This was to be a critical period of conflict and upheaval during which time there was a continuing intermix of different ethnic and religious communities, especially around the Naaf River border, that has a lasting legacy today. For example, the Rakhines built up a fierce reputation for coastal raiding into Bengal and earned the derogatory Bengali name of “Maghs" or "bandits", which is still used in both Bangladesh and by Arakanese Muslims to describe Rakhine Buddhists today. It is, it needs to be stressed, a term which most Rakhines find offensive, especially amongst the many Rakhines who settled in what has become modern-day Bangladesh.

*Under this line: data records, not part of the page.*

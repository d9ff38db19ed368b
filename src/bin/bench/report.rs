// Copyright 2026 Hypermesh Foundation. All rights reserved.
// APFlow Wireless Balancing Engine - Bench: Report Types
//
// Structured output for offline analysis of assignment quality.

use serde::Serialize;

// ─── Statistics (per-metric Monte Carlo aggregation) ────────────────────────

#[derive(Debug, Clone, Serialize)]
pub struct Stats {
    pub mean: f64,
    pub std_dev: f64,
    pub ci_lower: f64,
    pub ci_upper: f64,
    pub min: f64,
    pub max: f64,
    pub n: usize,
}

impl Stats {
    /// Sample mean with a normal-approximation 95% confidence interval.
    pub fn from_samples(samples: &[f64]) -> Self {
        let n = samples.len();
        if n == 0 {
            return Self { mean: 0.0, std_dev: 0.0, ci_lower: 0.0, ci_upper: 0.0, min: 0.0, max: 0.0, n: 0 };
        }
        let mean = samples.iter().sum::<f64>() / n as f64;
        let variance = match n {
            1 => 0.0,
            _ => samples.iter().map(|x| (x - mean).powi(2)).sum::<f64>() / (n - 1) as f64,
        };
        let std_dev = variance.sqrt();
        let half_width = 1.96 * std_dev / (n as f64).sqrt();
        Self {
            mean,
            std_dev,
            ci_lower: mean - half_width,
            ci_upper: mean + half_width,
            min: samples.iter().copied().fold(f64::INFINITY, f64::min),
            max: samples.iter().copied().fold(f64::NEG_INFINITY, f64::max),
            n,
        }
    }

    pub fn half_width(&self) -> f64 {
        (self.ci_upper - self.ci_lower) / 2.0
    }

    pub fn of<T>(runs: &[T], metric: impl Fn(&T) -> f64) -> Self {
        Self::from_samples(&runs.iter().map(metric).collect::<Vec<_>>())
    }
}

// ─── Single-Run Result ──────────────────────────────────────────────────────

#[derive(Debug, Clone, Serialize)]
pub struct BenchResult {
    pub scenario: String,
    pub name: String,
    pub category: String,
    pub seed: u64,
    pub pass: bool,
    pub failures: Vec<String>,
    pub ticks: u64,
    pub elapsed_ms: u128,
    pub ticks_per_sec: f64,
    pub max_tick_ms: f64,
    pub final_users: usize,
    pub mean_served_rate: f64,
    pub min_served_rate: f64,
    pub mean_cost_per_user: f64,
    pub peak_overloaded_aps: usize,
    pub final_overloaded_aps: usize,
    pub solves_completed: u64,
    pub solves_aborted: u64,
    pub total_moves: u64,
    pub total_placements: u64,
    pub stranded_events: u64,
    pub unreachable_reports: u64,
    pub commands_applied: u64,
    pub commands_rejected: u64,
    pub churn_arrivals: u32,
    pub churn_departures: u32,
    pub invariant_violations: u64,
}

// ─── Monte Carlo Report (per-scenario aggregation) ──────────────────────────

#[derive(Debug, Clone, Serialize)]
pub struct MonteCarloReport {
    pub scenario_name: String,
    pub label: String,
    pub category: String,
    pub n_runs: usize,
    pub pass_rate: f64,
    pub served_rate: Stats,
    pub cost_per_user: Stats,
    pub peak_overloaded_aps: Stats,
    pub moves: Stats,
    pub stranded_events: Stats,
    pub solves_aborted: Stats,
    pub max_tick_ms: Stats,
    pub elapsed_ms: Stats,
    pub ticks_per_sec: Stats,
    pub invariant_violations: Stats,
    pub individual_runs: Vec<BenchResult>,
}

// ─── Top-Level Report ───────────────────────────────────────────────────────

#[derive(Debug, Serialize)]
pub struct BenchReport {
    pub timestamp: String,
    pub version: &'static str,
    pub prng: &'static str,
    pub n_runs_per_scenario: usize,
    pub base_seed: u64,
    pub summary: Summary,
    pub scenarios: Vec<MonteCarloReport>,
}

#[derive(Debug, Serialize)]
pub struct Summary {
    pub total: usize,
    pub passed: usize,
    pub failed: usize,
    pub pass_rate: f64,
    pub total_invariant_violations: u64,
}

Indeed, although predominantly Bengali today, the important regional centre of Cox's Bazar was a Rakhine-majority town until the British departure in 1947.
Similarly, during this period Muslim influence or migrants also spread into several parts of Arakan. Although apparently indigenous, for example, the coastal Kamans apparently adopted Islam at some stage which remains unrecorded. Many Muslims or Bengalis, including traders) craftsmen or soldiers, also came to live or stay at the royal court at Mrauk-U. Many others settled in coastal areas such as Akyab (Sittwe) where one of Arakan's largest mosques, the Jam-e Mosque, was constructed in the 17th century – and perhaps, most strikingly, there are descendants, still recognisable today, of soldiers of the Bengali ruler, Shah Shuja, who took sanctuary in Arakan in the 17th century. Following his assassination, they were disarmed and deported to Ramree Island off the coast of central Arakan, where their descendants can be found, speaking the rakhine language but still practicing Islam today.

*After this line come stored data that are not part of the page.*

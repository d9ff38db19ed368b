// Copyright 2026 Hypermesh Foundation. All rights reserved.
// APFlow Wireless Balancing Engine - Type Definitions

use std::collections::BTreeMap;
use std::fmt;

use serde::{Deserialize, Serialize};

pub type UserId = u32;
pub type ApId = u32;

// ─── Band ────────────────────────────────────────────────────────────────────

#[derive(Debug, Clone, Copy, Default, Serialize, Deserialize, PartialEq, Eq, Hash, PartialOrd, Ord)]
pub enum Band {
    #[serde(rename = "2.4")]
    Ghz2_4,
    #[default]
    #[serde(rename = "5")]
    Ghz5,
    #[serde(rename = "6")]
    Ghz6,
}

impl Band {
    pub const ALL: [Band; 3] = [Band::Ghz2_4, Band::Ghz5, Band::Ghz6];

    /// Log-distance path loss exponent (n).
    pub fn path_loss_exponent(&self) -> f64 {
        match self {
            Self::Ghz2_4 => 2.0,
            Self::Ghz5 => 2.2,
            Self::Ghz6 => 2.4,
        }
    }

    /// Free-space loss at the 1 m reference distance, band centre frequency.
    pub fn reference_loss_db(&self) -> f64 {
        match self {
            Self::Ghz2_4 => 40.05,
            Self::Ghz5 => 46.42,
            Self::Ghz6 => 48.0,
        }
    }

    /// Planar radius within which clients scan this AP at all.
    pub fn sensor_radius(&self) -> f64 {
        match self {
            Self::Ghz2_4 => 600.0,
            Self::Ghz5 => 450.0,
            Self::Ghz6 => 250.0,
        }
    }

    pub fn is_legal_channel(&self, channel: u16) -> bool {
        match self {
            Self::Ghz2_4 => (1..=14).contains(&channel),
            Self::Ghz5 => (36..=177).contains(&channel),
            Self::Ghz6 => (1..=233).contains(&channel),
        }
    }

    /// Non-overlapping channels handed out when an AP is moved onto this band.
    pub fn channel_plan(&self) -> &'static [u16] {
        match self {
            Self::Ghz2_4 => &[1, 6, 11],
            Self::Ghz5 => &[36, 40, 44, 48],
            Self::Ghz6 => &[5, 21, 37, 53, 69],
        }
    }

    pub fn label(&self) -> &'static str {
        match self {
            Self::Ghz2_4 => "2.4",
            Self::Ghz5 => "5",
            Self::Ghz6 => "6",
        }
    }

    pub fn parse(label: &str) -> Option<Self> {
        Self::ALL.into_iter().find(|b| b.label() == label.trim())
    }
}

impl fmt::Display for Band {
    fn fmt(&self, f: &mut fmt::Formatter<'_>) -> fmt::Result {
        f.write_str(self.label())
    }
}

// ─── Geometry ────────────────────────────────────────────────────────────────

#[derive(Debug, Clone, Copy, Serialize, Deserialize, PartialEq, Default)]
pub struct Position {
    pub floor: i32,
    pub x: f64,
    pub y: f64,
}

impl Position {
    pub fn new(floor: i32, x: f64, y: f64) -> Self {
        Self { floor, x, y }
    }

    /// Distance on the campus plane, ignoring floors.
    pub fn planar_distance(&self, other: &Position) -> f64 {
        (self.x - other.x).hypot(self.y - other.y)
    }

    pub fn floors_between(&self, other: &Position) -> u32 {
        self.floor.abs_diff(other.floor)
    }
}

impl fmt::Display for Position {
    fn fmt(&self, f: &mut fmt::Formatter<'_>) -> fmt::Result {
        write!(f, "(floor {}, {:.1}, {:.1})", self.floor, self.x, self.y)
    }
}

#[derive(Debug, Clone, Copy, Serialize, Deserialize, PartialEq, Default)]
pub struct Velocity {
    pub vx: f64,
    pub vy: f64,
}

// ─── User ────────────────────────────────────────────────────────────────────

#[derive(Debug, Clone, Copy, Serialize, Deserialize, PartialEq, Eq)]
#[serde(rename_all = "camelCase")]
pub enum UserStatus {
    Connected,
    Unassigned,
    /// No AP above the usable RSSI threshold.
    Unreachable,
    /// Left on an overloaded AP because no alternative had room.
    StrandedOverloaded,
}

#[derive(Debug, Clone, Serialize, Deserialize)]
pub struct User {
    pub id: UserId,
    pub position: Position,
    /// `None` until the mobility policy assigns a first heading.
    #[serde(default)]
    pub velocity: Option<Velocity>,
    pub airtime_demand: f64,
    /// Cumulative airtime consumed while assigned.
    #[serde(default)]
    pub airtime_usage: f64,
    #[serde(default)]
    pub rssi_by_ap: BTreeMap<ApId, f64>,
    pub status: UserStatus,
}

impl User {
    pub fn new(id: UserId, position: Position, airtime_demand: f64) -> Self {
        Self {
            id,
            position,
            velocity: None,
            airtime_demand,
            airtime_usage: 0.0,
            rssi_by_ap: BTreeMap::new(),
            status: UserStatus::Unassigned,
        }
    }

    pub fn rssi_to(&self, ap: ApId) -> Option<f64> {
        self.rssi_by_ap.get(&ap).copied()
    }

    pub fn is_usable(&self, ap: ApId, threshold_dbm: f64) -> bool {
        self.rssi_to(ap).is_some_and(|rssi| rssi >= threshold_dbm)
    }

    /// APs this user could attach to, in ascending AP id order.
    pub fn usable_aps(&self, threshold_dbm: f64) -> impl Iterator<Item = (ApId, f64)> + '_ {
        self.rssi_by_ap
            .iter()
            .filter(move |&(_, &rssi)| rssi >= threshold_dbm)
            .map(|(&ap, &rssi)| (ap, rssi))
    }
}

// ─── AccessPoint ─────────────────────────────────────────────────────────────

#[derive(Debug, Clone, Serialize, Deserialize)]
pub struct AccessPoint {
    pub id: ApId,
    pub position: Position,
    pub band: Band,
    pub channel: u16,
    pub user_capacity: u32,
    pub airtime_capacity: f64,
    /// Co-channel interference score against same-band neighbours on the floor.
    #[serde(default)]
    pub interference: f64,
}

impl AccessPoint {
    /// Airtime the AP may carry before it counts as overloaded.
    pub fn airtime_budget(&self, overload_fraction: f64) -> f64 {
        self.airtime_capacity * overload_fraction
    }
}

// ─── Assignment ──────────────────────────────────────────────────────────────

#[derive(Debug, Clone, Copy, Serialize, Deserialize, PartialEq)]
pub struct Link {
    pub ap: ApId,
    pub cost: f64,
}

/// Authoritative user → AP mapping. A user absent from the map is unassigned.
#[derive(Debug, Clone, Default, Serialize, Deserialize, PartialEq)]
pub struct Assignment {
    links: BTreeMap<UserId, Link>,
}

impl Assignment {
    pub fn new() -> Self {
        Self::default()
    }

    pub fn from_links(links: impl IntoIterator<Item = (UserId, Link)>) -> Self {
        Self { links: links.into_iter().collect() }
    }

    pub fn ap_of(&self, user: UserId) -> Option<ApId> {
        self.links.get(&user).map(|l| l.ap)
    }

    pub fn link(&self, user: UserId) -> Option<&Link> {
        self.links.get(&user)
    }

    /// Attach `user` to `ap`, returning the link it replaced.
    pub fn assign(&mut self, user: UserId, ap: ApId, cost: f64) -> Option<Link> {
        self.links.insert(user, Link { ap, cost })
    }

    pub fn unassign(&mut self, user: UserId) -> Option<Link> {
        self.links.remove(&user)
    }

    pub fn set_cost(&mut self, user: UserId, cost: f64) {
        if let Some(link) = self.links.get_mut(&user) {
            link.cost = cost;
        }
    }

    pub fn iter(&self) -> impl Iterator<Item = (UserId, &Link)> + '_ {
        self.links.iter().map(|(&u, l)| (u, l))
    }

    pub fn users_on(&self, ap: ApId) -> impl Iterator<Item = UserId> + '_ {
        self.links.iter().filter(move |(_, l)| l.ap == ap).map(|(&u, _)| u)
    }

    pub fn len(&self) -> usize {
        self.links.len()
    }

    pub fn is_empty(&self) -> bool {
        self.links.is_empty()
    }

    pub fn total_cost(&self) -> f64 {
        self.links.values().map(|l| l.cost).sum()
    }
}

// ─── Snapshot ────────────────────────────────────────────────────────────────

#[derive(Debug, Clone, Serialize)]
#[serde(rename_all = "camelCase")]
pub struct TickSnapshot {
    pub tick: u64,
    pub users: Vec<UserView>,
    pub access_points: Vec<ApView>,
    pub total_cost: f64,
    pub unassigned_user_ids: Vec<UserId>,
    pub events: TickEvents,
}

#[derive(Debug, Clone, Serialize)]
#[serde(rename_all = "camelCase")]
pub struct UserView {
    pub id: UserId,
    pub position: Position,
    #[serde(rename = "assignedAP")]
    pub assigned_ap: Option<ApId>,
    #[serde(rename = "rssiByAP")]
    pub rssi_by_ap: BTreeMap<ApId, f64>,
    pub airtime_usage: f64,
    pub airtime_demand: f64,
    pub status: UserStatus,
}

#[derive(Debug, Clone, Serialize)]
#[serde(rename_all = "camelCase")]
pub struct ApView {
    pub id: ApId,
    pub band: Band,
    pub channel: u16,
    pub current_load: f64,
    pub utilization: f64,
    pub assigned_user_ids: Vec<UserId>,
    pub overloaded: bool,
}

// ─── Tick Events ─────────────────────────────────────────────────────────────

#[derive(Debug, Clone, Default, Serialize)]
#[serde(rename_all = "camelCase")]
pub struct TickEvents {
    pub optimizer: OptimizerEvent,
    pub rebalance: Option<RebalanceSummary>,
    pub applied_commands: u32,
    pub rejected_commands: Vec<RejectedCommand>,
    pub invariant_violations: Vec<String>,
}

#[derive(Debug, Clone, Default, Serialize, PartialEq)]
#[serde(tag = "outcome", rename_all = "camelCase")]
pub enum OptimizerEvent {
    #[default]
    Skipped,
    #[serde(rename_all = "camelCase")]
    Committed {
        flow: i64,
        cost: f64,
        unreachable_user_ids: Vec<UserId>,
        unassigned_user_ids: Vec<UserId>,
    },
    Aborted {
        reason: String,
    },
}

#[derive(Debug, Clone, Copy, Serialize, PartialEq)]
pub struct Move {
    pub user: UserId,
    pub from: Option<ApId>,
    pub to: ApId,
    pub cost: f64,
}

#[derive(Debug, Clone, Default, Serialize, PartialEq)]
#[serde(rename_all = "camelCase")]
pub struct RebalanceSummary {
    pub overloaded_before: Vec<ApId>,
    pub placements: Vec<Move>,
    pub moves: Vec<Move>,
    pub stranded: Vec<UserId>,
    pub still_overloaded: Vec<ApId>,
}

#[derive(Debug, Clone, Serialize, PartialEq)]
pub struct RejectedCommand {
    pub sequence: u64,
    pub reason: String,
}

// ─── EngineStats ─────────────────────────────────────────────────────────────

#[derive(Debug, Clone, Default, Serialize, Deserialize, PartialEq)]
pub struct EngineStats {
    pub ticks: u64,
    pub solves_completed: u64,
    pub solves_aborted: u64,
    pub total_moves: u64,
    pub total_placements: u64,
    pub stranded_events: u64,
    pub commands_applied: u64,
    pub commands_rejected: u64,
    pub invariant_violations: u64,
}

Out of this complex past, then, the cataclysmic date for Arakan appears to have come in 1784 A.D., when the great Burman monarch, Bodawpaya, invaded Arakan, deposed the last Arakanese king, Thainada, and took away the Mahamuni image to Mandalay where, to the great anger of Rakhine nationalists, it still remains today at the world-famous Arakan pagoda. Resistance was not finished, but Arakan's historic independence had come to an end. In the following years, over 20,000 Arakanese nationalists, led by King-bering, fled into British-controlled Bengal to ask for help and protection – and it was continuing fighting along the Naaf River border, which finally brought the British into Burma in the first Anglo-Burman War of 1824-25.
Now, as shall be discussed, the date of 1824-25 and British colonisation have become embedded in the Burmese government's mind with regards the Muslim question and the historic rights of Muslims to residency in Arakan. That there were Muslim inhabitants in Arakan before 1824 is not in dispute; the argument is over their ethnicity and numbers – and the starting point of the present troubles must therefore be dated to the advent of British rule.
Many countries, of course, have suffered the debilitating consequences of colonial rule, but in Burma the experience was particularly acute. What is often forgotten is that, until 1937, Burma was administered as a Province of the British Indian Empire, and this was to have extremely negatives consequences in perceptions of the Muslims of Arakan. Even today, although no one likes to admit it, there is an underlying prejudice by many government officials and Burmese Buddhists in general against Christians and ethnic minority groups, such as the Karens or Kachins, whom they still identify (sometimes in the state- controlled media) as supporting the British under colonial rule. However it is the Muslims of Arakan – and inhabitants of ethnic Indian origin in general – who have clearly born the brunt of this resentment.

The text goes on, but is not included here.